What you will do =>
Search the records below for the word "collect". Copy each line where it occurs.

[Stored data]
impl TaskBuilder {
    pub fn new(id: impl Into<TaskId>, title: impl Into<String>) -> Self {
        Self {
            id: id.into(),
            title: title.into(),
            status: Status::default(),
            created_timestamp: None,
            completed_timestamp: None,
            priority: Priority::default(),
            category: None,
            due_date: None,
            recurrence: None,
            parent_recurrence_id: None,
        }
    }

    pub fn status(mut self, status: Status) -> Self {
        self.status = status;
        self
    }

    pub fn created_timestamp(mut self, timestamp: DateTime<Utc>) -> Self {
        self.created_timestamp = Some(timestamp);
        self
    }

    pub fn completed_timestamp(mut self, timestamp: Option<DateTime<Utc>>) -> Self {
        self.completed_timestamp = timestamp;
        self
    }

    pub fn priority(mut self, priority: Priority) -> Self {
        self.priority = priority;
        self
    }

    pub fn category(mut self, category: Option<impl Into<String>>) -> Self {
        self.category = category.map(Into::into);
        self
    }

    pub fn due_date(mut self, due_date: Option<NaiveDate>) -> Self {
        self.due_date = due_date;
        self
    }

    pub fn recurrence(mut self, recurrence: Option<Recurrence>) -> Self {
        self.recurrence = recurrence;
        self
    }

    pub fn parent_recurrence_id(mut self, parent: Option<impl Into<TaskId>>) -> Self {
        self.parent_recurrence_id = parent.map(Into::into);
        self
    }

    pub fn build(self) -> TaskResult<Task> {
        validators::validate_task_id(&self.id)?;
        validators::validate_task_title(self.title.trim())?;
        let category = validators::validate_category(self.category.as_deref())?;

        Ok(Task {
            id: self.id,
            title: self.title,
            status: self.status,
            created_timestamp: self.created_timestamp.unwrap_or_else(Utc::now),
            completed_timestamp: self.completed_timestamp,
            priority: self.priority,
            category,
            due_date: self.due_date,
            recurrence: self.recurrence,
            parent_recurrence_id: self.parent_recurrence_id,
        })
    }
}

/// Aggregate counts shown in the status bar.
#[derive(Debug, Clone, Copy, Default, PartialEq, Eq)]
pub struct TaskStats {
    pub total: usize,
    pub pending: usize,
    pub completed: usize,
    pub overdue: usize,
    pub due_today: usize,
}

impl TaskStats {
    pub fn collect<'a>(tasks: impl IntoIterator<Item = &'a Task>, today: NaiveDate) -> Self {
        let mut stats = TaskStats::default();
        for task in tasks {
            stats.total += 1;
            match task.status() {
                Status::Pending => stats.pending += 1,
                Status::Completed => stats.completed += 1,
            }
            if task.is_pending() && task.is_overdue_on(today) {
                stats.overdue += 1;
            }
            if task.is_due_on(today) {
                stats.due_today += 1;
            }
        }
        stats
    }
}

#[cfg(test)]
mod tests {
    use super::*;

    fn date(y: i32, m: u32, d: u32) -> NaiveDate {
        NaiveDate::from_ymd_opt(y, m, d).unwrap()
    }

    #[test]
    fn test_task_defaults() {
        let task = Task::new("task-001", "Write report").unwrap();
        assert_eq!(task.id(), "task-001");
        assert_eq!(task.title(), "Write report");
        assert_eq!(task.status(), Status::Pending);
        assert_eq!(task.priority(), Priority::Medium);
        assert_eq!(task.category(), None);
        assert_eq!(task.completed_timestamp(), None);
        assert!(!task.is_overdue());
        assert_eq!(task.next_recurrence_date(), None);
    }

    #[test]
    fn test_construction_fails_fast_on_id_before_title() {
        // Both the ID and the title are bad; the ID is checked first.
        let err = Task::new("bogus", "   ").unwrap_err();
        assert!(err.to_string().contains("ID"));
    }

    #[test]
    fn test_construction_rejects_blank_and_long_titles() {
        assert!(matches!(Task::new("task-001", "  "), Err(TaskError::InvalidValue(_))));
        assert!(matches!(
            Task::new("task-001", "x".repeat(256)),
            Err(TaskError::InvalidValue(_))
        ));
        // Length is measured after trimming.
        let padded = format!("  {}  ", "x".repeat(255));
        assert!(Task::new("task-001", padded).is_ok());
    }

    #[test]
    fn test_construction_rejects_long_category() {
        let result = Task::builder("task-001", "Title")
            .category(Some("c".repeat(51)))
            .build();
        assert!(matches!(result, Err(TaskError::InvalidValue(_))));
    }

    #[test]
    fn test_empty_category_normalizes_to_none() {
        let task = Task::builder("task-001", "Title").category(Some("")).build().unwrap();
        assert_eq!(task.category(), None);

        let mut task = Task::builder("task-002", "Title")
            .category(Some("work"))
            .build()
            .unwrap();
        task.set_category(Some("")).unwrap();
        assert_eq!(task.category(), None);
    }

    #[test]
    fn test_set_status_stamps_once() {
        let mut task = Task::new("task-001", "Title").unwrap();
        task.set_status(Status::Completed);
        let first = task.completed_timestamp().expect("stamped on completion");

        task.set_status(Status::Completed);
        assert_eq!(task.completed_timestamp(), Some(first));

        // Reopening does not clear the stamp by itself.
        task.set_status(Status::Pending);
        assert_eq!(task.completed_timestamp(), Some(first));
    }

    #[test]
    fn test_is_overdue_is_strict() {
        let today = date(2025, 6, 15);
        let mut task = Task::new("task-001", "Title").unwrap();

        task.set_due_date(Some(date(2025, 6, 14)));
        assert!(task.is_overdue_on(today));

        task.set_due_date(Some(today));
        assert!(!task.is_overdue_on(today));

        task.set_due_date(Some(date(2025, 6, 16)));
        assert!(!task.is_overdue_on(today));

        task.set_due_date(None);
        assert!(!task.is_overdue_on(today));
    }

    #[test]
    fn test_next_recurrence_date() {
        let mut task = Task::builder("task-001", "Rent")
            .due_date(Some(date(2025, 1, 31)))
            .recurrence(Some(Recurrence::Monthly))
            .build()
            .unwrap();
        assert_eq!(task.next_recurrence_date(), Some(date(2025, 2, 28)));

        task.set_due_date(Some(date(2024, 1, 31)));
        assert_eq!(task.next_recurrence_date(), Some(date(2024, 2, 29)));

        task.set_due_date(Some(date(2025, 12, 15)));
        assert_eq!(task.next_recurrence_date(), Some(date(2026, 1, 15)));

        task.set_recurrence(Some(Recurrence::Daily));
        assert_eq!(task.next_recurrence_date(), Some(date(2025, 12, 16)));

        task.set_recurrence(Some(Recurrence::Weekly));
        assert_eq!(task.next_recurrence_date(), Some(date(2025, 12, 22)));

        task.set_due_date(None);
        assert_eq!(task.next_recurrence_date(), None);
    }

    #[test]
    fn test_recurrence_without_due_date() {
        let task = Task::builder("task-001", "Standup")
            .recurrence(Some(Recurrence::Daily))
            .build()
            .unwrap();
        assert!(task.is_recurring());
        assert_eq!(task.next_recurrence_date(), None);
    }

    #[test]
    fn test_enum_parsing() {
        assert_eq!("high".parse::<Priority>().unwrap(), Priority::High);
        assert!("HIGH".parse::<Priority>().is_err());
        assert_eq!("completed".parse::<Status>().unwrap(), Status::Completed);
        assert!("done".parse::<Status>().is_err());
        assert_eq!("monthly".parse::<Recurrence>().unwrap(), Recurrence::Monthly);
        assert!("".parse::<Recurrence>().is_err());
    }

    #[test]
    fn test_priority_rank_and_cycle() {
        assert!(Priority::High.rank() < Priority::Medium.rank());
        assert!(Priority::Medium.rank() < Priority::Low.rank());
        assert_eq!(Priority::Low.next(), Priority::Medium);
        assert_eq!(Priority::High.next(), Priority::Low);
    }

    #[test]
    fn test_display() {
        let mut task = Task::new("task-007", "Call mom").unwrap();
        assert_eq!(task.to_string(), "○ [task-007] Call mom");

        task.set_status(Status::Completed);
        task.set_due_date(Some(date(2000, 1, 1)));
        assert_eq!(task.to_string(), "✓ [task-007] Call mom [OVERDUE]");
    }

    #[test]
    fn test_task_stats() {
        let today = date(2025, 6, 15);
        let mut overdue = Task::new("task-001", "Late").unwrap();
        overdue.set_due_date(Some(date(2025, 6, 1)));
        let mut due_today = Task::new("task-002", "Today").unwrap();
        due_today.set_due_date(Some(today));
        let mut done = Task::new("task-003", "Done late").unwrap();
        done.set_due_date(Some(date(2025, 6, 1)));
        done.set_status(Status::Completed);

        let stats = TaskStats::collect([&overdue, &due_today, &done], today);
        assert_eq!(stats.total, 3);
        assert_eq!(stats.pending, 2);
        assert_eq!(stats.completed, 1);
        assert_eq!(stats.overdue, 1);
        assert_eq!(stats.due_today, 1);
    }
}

---

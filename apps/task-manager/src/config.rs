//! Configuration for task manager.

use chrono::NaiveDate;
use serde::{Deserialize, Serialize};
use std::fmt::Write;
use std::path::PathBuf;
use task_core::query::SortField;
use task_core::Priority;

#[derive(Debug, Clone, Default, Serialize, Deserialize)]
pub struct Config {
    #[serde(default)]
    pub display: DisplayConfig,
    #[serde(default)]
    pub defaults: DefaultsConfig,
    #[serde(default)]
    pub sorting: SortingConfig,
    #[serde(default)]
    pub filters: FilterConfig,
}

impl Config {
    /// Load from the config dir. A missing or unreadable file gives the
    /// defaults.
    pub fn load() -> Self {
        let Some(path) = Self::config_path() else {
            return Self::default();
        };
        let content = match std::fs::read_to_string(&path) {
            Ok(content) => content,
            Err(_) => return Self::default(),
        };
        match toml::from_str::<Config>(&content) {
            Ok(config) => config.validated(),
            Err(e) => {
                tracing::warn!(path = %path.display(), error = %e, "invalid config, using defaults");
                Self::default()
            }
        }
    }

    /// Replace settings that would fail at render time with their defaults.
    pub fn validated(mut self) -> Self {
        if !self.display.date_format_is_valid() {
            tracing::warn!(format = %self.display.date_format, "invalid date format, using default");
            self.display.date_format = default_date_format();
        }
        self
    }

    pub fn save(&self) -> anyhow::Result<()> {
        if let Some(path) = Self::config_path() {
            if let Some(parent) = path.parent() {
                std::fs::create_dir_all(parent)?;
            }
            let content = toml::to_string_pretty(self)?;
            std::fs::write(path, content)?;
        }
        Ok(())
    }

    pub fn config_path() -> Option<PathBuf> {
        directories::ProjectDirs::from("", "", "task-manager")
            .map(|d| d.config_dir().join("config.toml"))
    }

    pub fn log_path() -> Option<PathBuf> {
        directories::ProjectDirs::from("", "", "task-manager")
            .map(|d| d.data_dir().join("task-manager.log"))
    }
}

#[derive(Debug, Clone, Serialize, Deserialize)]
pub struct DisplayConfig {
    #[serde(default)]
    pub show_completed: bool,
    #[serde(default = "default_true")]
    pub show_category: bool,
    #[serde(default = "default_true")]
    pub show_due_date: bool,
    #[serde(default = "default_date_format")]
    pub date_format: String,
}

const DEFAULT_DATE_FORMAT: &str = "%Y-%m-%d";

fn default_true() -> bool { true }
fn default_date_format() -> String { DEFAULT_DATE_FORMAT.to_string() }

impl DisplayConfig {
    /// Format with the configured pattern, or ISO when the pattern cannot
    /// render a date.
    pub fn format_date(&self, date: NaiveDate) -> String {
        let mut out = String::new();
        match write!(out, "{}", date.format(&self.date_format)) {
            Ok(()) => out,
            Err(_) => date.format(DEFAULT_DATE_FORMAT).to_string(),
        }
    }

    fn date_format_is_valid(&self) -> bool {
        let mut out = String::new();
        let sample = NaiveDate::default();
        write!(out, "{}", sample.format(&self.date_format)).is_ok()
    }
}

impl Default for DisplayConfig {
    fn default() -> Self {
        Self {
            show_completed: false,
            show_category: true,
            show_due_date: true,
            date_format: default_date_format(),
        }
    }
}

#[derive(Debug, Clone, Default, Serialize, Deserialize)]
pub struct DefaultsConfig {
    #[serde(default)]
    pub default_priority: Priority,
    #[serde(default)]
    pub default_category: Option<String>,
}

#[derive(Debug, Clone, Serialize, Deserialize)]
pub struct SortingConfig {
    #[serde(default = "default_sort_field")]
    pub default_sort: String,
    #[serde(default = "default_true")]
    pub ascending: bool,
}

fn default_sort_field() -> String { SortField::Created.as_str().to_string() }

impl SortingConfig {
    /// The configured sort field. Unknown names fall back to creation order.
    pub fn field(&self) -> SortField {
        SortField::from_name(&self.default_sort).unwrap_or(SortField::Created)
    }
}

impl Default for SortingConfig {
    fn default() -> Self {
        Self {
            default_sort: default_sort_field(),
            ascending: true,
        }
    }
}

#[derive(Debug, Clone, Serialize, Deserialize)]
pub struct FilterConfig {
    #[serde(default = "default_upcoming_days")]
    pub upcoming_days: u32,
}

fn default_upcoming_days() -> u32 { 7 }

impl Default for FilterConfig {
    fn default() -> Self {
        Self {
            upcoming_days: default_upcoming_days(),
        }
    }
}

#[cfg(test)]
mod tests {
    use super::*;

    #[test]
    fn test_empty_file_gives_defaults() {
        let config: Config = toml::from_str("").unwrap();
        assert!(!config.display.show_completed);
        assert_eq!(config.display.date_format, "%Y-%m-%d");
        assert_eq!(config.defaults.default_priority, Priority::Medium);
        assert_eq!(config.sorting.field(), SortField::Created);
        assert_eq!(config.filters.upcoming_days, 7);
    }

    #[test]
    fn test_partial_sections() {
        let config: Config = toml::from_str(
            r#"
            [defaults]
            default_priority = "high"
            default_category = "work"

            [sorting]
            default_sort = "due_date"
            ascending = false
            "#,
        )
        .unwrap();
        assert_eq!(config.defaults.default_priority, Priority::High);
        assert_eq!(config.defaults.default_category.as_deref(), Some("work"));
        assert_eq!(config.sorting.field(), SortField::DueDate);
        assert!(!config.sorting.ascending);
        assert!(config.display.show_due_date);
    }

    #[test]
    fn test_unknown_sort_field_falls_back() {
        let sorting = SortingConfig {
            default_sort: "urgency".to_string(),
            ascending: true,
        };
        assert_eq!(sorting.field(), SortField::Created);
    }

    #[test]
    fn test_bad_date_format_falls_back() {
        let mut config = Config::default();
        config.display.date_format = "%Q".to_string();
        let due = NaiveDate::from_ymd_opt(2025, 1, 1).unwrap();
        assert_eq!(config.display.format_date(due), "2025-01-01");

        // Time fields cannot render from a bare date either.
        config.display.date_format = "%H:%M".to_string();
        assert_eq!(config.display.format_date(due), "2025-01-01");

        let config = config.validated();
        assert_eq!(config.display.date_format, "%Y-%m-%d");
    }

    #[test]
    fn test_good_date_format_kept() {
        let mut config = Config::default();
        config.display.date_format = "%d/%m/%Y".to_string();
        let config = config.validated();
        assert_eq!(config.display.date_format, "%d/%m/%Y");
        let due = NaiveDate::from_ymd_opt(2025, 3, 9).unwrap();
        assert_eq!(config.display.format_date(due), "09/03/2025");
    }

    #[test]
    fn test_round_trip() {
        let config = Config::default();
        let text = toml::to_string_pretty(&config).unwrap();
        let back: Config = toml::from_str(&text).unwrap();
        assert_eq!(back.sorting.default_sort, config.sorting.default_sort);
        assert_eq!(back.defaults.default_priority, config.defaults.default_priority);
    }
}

Task response =>
    pub fn collect<'a>(tasks: impl IntoIterator<Item = &'a Task>, today: NaiveDate) -> Self {
        let stats = TaskStats::collect([&overdue, &due_today, &done], today);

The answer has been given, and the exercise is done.